═══ MATERIAL SHOWN ═══

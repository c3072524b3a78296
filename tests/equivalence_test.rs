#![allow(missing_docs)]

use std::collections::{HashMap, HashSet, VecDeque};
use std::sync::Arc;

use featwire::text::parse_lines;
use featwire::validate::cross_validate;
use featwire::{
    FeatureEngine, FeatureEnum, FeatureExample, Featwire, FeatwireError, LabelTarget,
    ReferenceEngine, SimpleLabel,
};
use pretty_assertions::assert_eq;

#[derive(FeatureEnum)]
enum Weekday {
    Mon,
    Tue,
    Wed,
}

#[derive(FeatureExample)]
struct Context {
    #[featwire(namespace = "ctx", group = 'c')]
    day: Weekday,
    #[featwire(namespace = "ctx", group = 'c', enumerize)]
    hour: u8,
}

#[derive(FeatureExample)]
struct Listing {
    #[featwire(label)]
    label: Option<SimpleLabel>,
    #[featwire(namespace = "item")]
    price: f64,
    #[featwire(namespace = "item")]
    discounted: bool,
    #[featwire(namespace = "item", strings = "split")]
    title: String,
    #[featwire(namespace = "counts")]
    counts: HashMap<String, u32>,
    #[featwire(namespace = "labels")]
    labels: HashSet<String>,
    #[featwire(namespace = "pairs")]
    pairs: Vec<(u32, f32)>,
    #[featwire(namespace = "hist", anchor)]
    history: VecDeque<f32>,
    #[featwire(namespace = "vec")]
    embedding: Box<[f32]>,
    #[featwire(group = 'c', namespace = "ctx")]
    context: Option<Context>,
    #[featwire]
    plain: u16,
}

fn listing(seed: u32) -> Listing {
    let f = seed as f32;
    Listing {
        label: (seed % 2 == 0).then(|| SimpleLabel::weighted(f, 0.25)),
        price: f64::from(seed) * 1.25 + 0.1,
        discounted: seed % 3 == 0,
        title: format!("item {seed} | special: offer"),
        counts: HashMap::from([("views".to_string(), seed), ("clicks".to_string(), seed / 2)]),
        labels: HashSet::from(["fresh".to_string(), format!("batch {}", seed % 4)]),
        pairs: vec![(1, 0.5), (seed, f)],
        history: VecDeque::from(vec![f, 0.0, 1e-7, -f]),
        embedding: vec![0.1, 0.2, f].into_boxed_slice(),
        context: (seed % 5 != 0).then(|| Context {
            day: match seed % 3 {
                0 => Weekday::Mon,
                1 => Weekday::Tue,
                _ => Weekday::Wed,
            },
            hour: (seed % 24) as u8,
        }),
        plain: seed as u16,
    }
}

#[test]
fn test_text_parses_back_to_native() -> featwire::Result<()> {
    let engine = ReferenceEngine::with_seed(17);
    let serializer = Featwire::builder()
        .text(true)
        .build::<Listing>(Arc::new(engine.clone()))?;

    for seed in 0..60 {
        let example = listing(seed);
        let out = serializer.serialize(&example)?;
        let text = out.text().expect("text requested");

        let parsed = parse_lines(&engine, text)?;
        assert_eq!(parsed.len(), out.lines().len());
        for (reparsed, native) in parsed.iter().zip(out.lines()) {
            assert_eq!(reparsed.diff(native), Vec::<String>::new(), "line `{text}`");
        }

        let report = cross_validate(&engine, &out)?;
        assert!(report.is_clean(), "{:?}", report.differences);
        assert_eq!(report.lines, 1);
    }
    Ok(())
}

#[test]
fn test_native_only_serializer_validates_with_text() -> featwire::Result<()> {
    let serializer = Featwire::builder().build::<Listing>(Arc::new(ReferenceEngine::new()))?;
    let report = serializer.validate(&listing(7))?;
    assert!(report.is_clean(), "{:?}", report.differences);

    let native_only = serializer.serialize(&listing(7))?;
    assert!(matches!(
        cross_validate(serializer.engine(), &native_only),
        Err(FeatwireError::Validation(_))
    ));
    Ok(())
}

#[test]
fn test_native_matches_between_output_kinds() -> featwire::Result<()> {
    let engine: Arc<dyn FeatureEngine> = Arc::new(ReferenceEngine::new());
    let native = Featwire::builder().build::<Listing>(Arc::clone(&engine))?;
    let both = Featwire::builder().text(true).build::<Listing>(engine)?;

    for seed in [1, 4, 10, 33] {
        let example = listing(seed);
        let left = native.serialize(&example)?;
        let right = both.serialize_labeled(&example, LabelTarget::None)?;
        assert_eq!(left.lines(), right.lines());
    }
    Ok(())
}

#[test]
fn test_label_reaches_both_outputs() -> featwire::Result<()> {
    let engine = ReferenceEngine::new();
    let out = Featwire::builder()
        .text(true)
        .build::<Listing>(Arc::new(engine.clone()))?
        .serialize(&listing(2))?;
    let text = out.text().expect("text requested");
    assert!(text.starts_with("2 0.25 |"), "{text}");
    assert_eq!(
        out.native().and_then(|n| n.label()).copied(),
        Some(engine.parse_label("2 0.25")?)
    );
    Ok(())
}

═══
═══ MATERIAL SHOWN ═══

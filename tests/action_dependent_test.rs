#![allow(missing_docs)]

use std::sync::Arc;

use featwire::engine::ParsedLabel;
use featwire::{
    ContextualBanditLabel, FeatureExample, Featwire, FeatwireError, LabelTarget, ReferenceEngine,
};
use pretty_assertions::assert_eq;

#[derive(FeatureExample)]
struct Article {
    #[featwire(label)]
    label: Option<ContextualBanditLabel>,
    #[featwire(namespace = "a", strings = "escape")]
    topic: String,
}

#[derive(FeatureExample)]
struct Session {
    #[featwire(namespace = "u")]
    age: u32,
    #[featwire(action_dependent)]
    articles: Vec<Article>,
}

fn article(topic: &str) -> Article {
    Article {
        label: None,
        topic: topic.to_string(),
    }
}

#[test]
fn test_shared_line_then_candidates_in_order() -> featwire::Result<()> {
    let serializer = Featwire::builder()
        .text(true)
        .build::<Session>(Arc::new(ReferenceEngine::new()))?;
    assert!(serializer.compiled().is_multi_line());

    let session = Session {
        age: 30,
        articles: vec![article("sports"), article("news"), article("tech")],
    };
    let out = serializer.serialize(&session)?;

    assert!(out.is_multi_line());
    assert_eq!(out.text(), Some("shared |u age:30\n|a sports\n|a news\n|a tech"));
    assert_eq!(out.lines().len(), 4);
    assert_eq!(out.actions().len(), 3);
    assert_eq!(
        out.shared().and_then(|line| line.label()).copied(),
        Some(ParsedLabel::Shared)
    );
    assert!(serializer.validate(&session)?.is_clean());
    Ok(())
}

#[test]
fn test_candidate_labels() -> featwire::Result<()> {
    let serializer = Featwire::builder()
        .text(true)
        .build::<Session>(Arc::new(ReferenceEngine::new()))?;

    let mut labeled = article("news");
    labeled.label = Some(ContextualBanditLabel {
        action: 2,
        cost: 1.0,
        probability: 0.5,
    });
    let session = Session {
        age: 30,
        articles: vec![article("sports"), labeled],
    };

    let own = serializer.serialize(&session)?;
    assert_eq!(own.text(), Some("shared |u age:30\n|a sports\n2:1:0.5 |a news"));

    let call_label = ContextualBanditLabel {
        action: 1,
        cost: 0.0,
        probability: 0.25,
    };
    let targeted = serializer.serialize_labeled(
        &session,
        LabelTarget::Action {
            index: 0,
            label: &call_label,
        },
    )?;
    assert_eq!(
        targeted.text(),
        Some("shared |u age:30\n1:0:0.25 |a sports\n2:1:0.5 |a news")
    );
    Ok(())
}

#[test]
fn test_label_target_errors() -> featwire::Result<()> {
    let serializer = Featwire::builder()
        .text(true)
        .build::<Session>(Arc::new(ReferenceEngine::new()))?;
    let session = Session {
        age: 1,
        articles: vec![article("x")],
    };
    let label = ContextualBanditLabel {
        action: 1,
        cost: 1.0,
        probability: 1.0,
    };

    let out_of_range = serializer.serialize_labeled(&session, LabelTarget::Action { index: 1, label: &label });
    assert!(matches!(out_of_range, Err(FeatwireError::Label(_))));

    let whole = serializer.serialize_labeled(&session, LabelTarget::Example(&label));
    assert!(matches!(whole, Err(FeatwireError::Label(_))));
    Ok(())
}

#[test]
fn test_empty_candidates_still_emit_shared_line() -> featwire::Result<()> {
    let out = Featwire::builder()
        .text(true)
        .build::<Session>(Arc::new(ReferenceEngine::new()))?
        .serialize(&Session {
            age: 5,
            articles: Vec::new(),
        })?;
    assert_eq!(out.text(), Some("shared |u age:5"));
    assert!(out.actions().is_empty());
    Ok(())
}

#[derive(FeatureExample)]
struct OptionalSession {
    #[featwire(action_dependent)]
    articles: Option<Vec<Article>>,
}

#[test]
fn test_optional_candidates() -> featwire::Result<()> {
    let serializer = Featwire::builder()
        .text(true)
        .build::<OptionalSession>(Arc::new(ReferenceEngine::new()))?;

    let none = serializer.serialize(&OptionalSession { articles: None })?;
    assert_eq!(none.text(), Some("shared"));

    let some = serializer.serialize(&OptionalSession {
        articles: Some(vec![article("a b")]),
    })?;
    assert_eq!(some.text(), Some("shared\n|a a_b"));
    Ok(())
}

═══
═══ MATERIAL SHOWN ═══

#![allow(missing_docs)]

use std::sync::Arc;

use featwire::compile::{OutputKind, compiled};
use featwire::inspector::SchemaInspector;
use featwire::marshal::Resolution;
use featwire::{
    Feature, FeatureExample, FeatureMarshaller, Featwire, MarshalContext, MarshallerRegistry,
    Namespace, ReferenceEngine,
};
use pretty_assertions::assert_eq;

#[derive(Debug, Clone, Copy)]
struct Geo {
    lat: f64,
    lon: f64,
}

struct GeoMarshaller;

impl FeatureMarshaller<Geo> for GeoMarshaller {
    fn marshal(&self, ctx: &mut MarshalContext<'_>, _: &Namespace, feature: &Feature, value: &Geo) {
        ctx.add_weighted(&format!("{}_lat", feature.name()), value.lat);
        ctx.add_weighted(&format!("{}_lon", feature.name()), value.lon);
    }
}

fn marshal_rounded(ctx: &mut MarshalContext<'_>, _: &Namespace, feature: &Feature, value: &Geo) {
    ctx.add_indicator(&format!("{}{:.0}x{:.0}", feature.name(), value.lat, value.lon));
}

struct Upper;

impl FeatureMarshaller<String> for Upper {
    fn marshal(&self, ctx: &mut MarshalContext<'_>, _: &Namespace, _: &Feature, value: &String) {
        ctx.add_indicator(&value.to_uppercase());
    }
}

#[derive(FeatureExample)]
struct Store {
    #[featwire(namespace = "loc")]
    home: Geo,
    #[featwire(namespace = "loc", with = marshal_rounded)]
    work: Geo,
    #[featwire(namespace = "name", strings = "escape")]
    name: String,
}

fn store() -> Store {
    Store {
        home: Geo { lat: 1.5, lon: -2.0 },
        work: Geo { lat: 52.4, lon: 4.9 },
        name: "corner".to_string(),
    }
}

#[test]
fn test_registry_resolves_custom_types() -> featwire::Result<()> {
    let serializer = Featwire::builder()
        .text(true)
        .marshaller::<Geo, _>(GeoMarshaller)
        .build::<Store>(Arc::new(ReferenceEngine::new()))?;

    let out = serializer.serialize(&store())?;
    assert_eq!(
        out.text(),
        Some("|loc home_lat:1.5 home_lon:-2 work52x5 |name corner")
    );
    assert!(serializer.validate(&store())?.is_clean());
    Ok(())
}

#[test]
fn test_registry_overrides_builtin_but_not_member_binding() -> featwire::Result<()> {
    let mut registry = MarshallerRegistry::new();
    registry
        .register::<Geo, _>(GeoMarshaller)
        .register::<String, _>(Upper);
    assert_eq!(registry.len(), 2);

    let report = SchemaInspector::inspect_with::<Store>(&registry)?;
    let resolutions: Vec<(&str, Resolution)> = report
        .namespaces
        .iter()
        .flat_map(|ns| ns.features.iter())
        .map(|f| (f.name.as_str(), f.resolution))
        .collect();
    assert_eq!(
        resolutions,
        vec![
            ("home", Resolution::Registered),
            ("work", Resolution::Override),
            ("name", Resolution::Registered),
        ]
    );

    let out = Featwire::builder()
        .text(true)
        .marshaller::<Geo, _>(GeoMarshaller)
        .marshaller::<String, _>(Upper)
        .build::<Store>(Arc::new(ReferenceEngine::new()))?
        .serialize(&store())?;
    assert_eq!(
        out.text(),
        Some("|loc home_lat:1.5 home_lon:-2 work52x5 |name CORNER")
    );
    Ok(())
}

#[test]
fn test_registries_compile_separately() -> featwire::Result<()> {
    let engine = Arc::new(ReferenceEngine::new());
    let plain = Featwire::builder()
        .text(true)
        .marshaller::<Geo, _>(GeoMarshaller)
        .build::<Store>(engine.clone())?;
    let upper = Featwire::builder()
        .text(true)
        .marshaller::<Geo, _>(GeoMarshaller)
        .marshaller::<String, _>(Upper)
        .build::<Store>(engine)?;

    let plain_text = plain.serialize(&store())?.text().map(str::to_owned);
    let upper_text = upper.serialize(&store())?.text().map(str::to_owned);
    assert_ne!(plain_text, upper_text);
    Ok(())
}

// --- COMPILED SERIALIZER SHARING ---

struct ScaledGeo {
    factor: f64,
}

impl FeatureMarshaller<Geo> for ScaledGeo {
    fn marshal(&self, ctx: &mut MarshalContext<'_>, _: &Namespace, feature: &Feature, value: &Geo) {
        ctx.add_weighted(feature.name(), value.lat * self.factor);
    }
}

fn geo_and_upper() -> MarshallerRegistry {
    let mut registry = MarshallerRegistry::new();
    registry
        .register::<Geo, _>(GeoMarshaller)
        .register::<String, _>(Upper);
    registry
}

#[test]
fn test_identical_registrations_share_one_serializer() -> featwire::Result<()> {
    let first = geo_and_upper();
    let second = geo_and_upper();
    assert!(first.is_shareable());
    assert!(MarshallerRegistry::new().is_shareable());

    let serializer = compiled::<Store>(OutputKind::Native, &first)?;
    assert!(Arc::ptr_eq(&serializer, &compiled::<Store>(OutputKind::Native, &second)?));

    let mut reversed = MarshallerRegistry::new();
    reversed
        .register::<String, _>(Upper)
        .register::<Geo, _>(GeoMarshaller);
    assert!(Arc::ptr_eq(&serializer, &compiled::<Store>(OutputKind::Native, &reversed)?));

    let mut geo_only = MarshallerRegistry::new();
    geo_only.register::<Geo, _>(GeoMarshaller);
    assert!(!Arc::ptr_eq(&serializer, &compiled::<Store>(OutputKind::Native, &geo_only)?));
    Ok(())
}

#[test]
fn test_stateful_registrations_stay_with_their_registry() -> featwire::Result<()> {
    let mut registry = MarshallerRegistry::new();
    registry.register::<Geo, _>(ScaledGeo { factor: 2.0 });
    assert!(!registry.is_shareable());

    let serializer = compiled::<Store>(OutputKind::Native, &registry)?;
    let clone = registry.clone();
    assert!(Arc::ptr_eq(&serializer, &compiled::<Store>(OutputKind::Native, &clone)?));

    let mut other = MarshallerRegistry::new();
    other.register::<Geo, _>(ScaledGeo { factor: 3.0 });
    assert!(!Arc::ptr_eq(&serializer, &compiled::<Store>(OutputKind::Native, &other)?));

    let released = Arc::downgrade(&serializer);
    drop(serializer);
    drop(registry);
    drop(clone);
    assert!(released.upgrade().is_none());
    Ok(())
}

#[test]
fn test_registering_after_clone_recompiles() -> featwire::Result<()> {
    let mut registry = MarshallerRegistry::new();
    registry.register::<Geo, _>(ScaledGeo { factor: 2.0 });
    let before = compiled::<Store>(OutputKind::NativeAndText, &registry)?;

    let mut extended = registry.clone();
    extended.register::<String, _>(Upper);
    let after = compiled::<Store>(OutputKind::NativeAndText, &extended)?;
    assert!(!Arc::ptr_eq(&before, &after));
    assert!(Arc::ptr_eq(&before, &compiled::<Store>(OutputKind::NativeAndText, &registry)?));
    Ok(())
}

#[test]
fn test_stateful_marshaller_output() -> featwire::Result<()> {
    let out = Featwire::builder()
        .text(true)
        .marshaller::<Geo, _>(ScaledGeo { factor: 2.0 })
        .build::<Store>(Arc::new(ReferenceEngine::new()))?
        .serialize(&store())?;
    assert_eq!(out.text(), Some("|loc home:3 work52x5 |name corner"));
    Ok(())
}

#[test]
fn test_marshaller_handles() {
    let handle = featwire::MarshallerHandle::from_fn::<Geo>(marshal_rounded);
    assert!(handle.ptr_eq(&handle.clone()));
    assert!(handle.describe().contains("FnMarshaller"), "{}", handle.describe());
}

═══

WORK TO BE COMPLETED: Look above for every line with the word "resolutions" and copy it.

RESULT:
    let resolutions: Vec<(&str, Resolution)> = report
        resolutions,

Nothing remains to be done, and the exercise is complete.